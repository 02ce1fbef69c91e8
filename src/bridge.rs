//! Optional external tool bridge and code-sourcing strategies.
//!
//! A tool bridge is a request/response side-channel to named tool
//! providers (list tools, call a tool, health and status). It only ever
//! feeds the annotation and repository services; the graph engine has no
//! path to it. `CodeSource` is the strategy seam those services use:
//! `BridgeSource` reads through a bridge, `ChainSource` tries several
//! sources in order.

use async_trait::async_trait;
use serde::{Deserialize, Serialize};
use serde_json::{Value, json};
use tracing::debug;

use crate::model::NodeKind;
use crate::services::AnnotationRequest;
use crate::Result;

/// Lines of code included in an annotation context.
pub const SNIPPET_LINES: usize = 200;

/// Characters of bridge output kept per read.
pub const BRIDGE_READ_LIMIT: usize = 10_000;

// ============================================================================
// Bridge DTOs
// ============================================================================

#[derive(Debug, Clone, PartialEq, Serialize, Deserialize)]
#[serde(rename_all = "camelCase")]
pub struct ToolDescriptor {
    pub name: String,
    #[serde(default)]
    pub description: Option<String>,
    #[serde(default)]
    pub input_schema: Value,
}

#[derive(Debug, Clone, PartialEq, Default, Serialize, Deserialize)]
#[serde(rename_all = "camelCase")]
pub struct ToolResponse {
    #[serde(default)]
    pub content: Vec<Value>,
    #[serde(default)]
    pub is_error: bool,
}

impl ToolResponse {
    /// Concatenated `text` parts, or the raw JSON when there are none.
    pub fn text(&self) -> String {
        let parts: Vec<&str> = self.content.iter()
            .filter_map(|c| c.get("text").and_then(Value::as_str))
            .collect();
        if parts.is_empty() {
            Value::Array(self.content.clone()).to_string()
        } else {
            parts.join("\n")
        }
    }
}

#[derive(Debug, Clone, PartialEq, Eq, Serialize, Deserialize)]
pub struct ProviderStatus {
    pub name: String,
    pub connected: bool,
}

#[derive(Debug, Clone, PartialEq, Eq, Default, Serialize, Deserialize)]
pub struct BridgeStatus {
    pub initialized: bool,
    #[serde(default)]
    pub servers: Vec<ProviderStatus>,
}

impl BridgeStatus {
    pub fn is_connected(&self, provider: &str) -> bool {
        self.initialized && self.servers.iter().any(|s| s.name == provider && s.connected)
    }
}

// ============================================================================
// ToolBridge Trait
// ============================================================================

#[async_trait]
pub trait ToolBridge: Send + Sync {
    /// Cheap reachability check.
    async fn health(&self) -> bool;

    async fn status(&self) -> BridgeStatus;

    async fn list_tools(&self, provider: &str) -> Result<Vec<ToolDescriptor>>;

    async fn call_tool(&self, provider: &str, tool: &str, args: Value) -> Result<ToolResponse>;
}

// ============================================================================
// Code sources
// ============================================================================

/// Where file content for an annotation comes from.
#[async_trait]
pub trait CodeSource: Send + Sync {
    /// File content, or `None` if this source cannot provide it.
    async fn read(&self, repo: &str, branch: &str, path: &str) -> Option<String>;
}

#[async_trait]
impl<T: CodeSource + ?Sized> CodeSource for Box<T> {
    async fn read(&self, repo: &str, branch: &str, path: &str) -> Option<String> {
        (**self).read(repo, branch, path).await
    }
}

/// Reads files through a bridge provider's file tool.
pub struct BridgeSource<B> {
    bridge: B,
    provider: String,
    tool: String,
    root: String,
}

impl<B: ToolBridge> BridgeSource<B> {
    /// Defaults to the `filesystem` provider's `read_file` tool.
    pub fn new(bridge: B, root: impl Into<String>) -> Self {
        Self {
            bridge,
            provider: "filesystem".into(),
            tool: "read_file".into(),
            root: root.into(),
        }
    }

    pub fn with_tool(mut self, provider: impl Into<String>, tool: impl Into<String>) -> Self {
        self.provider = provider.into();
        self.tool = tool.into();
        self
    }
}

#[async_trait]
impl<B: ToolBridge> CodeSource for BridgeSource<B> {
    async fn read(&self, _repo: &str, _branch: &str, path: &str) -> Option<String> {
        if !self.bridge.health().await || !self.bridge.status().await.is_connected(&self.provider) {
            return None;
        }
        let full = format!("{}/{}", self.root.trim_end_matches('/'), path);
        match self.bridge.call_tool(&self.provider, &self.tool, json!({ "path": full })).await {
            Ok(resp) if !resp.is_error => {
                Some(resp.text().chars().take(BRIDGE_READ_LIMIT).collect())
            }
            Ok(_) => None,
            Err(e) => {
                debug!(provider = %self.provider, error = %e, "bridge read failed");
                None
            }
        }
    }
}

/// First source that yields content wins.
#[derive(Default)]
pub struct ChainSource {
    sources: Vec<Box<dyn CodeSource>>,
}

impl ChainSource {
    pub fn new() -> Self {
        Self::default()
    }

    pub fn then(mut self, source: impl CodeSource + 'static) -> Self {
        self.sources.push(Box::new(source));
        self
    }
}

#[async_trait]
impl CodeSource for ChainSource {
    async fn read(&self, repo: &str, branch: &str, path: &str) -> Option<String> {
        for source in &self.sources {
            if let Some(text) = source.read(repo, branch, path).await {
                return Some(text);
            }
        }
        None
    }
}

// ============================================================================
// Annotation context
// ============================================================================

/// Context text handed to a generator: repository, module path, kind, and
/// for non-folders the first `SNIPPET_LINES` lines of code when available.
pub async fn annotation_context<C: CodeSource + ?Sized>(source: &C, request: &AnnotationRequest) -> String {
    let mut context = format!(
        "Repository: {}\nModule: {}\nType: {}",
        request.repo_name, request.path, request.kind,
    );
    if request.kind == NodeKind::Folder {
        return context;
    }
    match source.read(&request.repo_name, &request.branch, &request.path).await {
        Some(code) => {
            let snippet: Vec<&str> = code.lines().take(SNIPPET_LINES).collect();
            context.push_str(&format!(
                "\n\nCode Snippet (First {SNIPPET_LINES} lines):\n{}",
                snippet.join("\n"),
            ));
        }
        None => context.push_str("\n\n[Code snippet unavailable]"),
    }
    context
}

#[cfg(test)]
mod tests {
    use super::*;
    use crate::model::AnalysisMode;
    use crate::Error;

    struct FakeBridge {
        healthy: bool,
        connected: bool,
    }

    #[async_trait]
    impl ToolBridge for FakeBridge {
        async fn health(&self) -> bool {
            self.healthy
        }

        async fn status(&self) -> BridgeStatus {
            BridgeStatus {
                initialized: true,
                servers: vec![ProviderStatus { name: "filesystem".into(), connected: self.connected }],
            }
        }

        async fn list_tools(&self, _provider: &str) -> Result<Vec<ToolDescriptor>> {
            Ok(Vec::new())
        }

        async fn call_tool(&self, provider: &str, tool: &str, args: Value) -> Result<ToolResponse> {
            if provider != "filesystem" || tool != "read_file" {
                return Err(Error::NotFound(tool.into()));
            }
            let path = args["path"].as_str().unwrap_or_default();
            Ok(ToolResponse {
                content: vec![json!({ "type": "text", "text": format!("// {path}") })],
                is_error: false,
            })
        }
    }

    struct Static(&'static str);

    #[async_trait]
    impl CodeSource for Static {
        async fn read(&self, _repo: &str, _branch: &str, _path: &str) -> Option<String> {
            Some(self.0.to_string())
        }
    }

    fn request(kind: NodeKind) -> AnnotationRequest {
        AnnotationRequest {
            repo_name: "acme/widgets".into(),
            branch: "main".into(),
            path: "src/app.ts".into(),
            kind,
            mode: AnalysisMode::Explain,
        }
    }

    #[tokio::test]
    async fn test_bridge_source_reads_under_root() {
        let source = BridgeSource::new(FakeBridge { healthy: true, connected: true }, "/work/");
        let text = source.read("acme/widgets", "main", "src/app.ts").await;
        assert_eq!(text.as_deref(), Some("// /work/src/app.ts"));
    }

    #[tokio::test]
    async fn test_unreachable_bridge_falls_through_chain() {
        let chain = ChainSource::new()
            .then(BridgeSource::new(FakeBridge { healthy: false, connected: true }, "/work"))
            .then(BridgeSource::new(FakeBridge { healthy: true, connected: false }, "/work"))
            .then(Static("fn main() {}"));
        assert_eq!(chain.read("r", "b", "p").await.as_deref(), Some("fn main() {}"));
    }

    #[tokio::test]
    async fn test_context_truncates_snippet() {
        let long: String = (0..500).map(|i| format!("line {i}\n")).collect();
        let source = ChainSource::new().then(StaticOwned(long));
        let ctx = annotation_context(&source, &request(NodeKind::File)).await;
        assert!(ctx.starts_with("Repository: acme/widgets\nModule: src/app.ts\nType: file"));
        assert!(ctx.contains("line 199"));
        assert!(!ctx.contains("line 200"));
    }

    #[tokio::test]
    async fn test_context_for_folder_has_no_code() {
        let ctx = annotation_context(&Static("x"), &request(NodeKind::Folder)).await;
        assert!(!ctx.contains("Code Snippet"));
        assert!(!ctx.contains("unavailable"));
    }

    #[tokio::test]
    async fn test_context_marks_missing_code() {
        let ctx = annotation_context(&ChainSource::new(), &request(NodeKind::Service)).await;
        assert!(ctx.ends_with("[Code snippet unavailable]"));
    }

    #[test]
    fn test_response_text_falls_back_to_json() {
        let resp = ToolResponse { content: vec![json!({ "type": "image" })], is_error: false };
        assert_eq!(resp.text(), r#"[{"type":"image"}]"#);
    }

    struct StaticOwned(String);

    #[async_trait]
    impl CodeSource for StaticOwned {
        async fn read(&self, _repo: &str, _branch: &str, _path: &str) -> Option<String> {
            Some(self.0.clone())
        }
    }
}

*Action item:* Filter the listing for the word "services" and copy every line that holds it.

*Response to the task:*
//! feeds the annotation and repository services; the graph engine has no
//! path to it. `CodeSource` is the strategy seam those services use:
use crate::services::AnnotationRequest;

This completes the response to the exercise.